For women who have been though this, how did you get past the guilt? Or feel better about your decision?
quoteposted 29th Jun '12
I've not been through it, but I wanted to extend my most sincere sympathies and all of my love. I hope you find peace in your decision.
quoteposted 29th Jun '12
You made the best decision you could based on the information you had at the time.
I hope you can come to terms with it
Best of luck
quoteposted 29th Jun '12
Quoting The Olive Juice:" I've not been through it, but I wanted to extend my most sincere sympathies and all of my love. I hope you find peace in your decision."
Thank you very much. I appreciate it. Im having a very hard time today and just taking the time to type it all out helped a bit.
quoteposted 29th Jun '12
Im really sorry you are going through this.
I had my reasons for having an abortion, alot of it being SO and I were doing what we both had to do to become adult and build a family.
The way I got over the guilt was making sure I did EVERYTHING I set out to do to be able to be a family, so that if we ever had an 'oppsie' again, we wouldn't even have to think of abortion.
And its nice now Nice to know we will never have to make that choice again. And nice to know we stuck to our plan, makes it seem less in vain, KWIM
quoteposted 29th Jun '12
You made the best decision for you and your family at the time. Not to mention, it was very recently so you may not have even begun to healing process that some women face after this procedure. *hugs* I am sorry you are feeling like this, and I do hope one day you come to peace with your decision. I had my abortion about 5 years ago and I do not regret it because I know that was the best decision for me at the time. Was it rough for a little while after wards? Yes. But looking back, I know I wouldn't have the life I do now.
*hugs* Feel free to PM me if you need someone to talk to about all of this.
quoteposted 29th Jun '12
My first pregnancy I had an abortion. Everything started great though, my husband(fiancee at the time) and I were ecstatic for it. The shortly after we got the BFP I lost my job and I just flipped out because we were in no place financially to have a child. He said that we would figure it out even though we could barely afford living on what he was making let alone adding all the baby stuff into the equation. He supported my choice to have an abortion. I scheduled it and then just being there made me sick. After it was done and we got home all I could do was cry.
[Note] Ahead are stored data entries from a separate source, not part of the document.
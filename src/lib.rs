//! # formwire - YAML-driven forms and endpoint calls
//!
//! formwire turns two kinds of YAML documents into working UI glue:
//!
//! - **Form schemas** become a validation-aware [`domain::FormState`] and an
//!   HTML widget tree rendered by [`adapters::html_renderer::HtmlRenderer`]
//! - **Endpoint catalogs** become an [`adapters::api_service::ApiService`]
//!   with payload validation, mocking, GET memoization, bearer tokens and
//!   retry
//!
//! ## Quick Start
//!
//! ```rust,no_run
//! use formwire::adapters::api_service::ApiService;
//! use formwire::adapters::http_transport::ReqwestTransport;
//! use serde_json::json;
//! use std::sync::Arc;
//!
//! #[tokio::main]
//! async fn main() -> anyhow::Result<()> {
//!     let catalog = std::fs::read_to_string("api.yaml")?;
//!     let service = ApiService::from_yaml(&catalog, Arc::new(ReqwestTransport::default()))?;
//!
//!     let result = service.call("getUser", json!({ "id": 1 }), None).await;
//!     println!("{}", serde_json::to_string_pretty(&result)?);
//!     Ok(())
//! }
//! ```
//!
//! ## Architecture
//!
//! - **Config**: typed YAML documents, validated once at load
//! - **Validation**: one compiled rule set per control, two agreeing views
//! - **Domain**: form state machine, widgets, result envelope, transport port
//! - **Adapters**: API service, transports, cache, token, HTML rendering

pub mod adapters;
pub mod cli;
pub mod config;
pub mod domain;
pub mod validation;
I was so upset because it was something we both wanted but could not afford financially.
I no longer regret my choice because in the long run it has been so much better for us but it doesn't mean I miss that baby any less. I have a beautiful 17 month old son and another on the way. By having the abortion I was able to start working again, my husband got a better job and we waited to get married before having a baby and since then I have been able to be a stay at home mom and we are comfortable financially. In the few months after the abortion my husband was my biggest support to how I was feeling even though he didn't understand what I was going through. Even after we got pregnant with our son I would still have times where I broke down crying over what could have been. So no it is not the easiest choice to make but in the long run something better will come from it. Enjoy the time with your son and focus on your health so that you can plan and prepare for your next child
quoteposted 29th Jun '12
It gets better with time.
Almost two years ago (July 12) I went through an unwanted abortion too. It takes a very strong woman to be able to do what you did. My heart goes out to you and I sincerely hope you are able to move on quickly.
I still haven't recovered emotionally from my abortion. I just buried the hurt and try my best not to bring it up. But with my own LO due in August, it has been so much easier to forget the pain when you know you have another little life counting on you. I hope you'll feel the same with your own LOs. It'll be better for them having a financially supportive mama who has her health in control.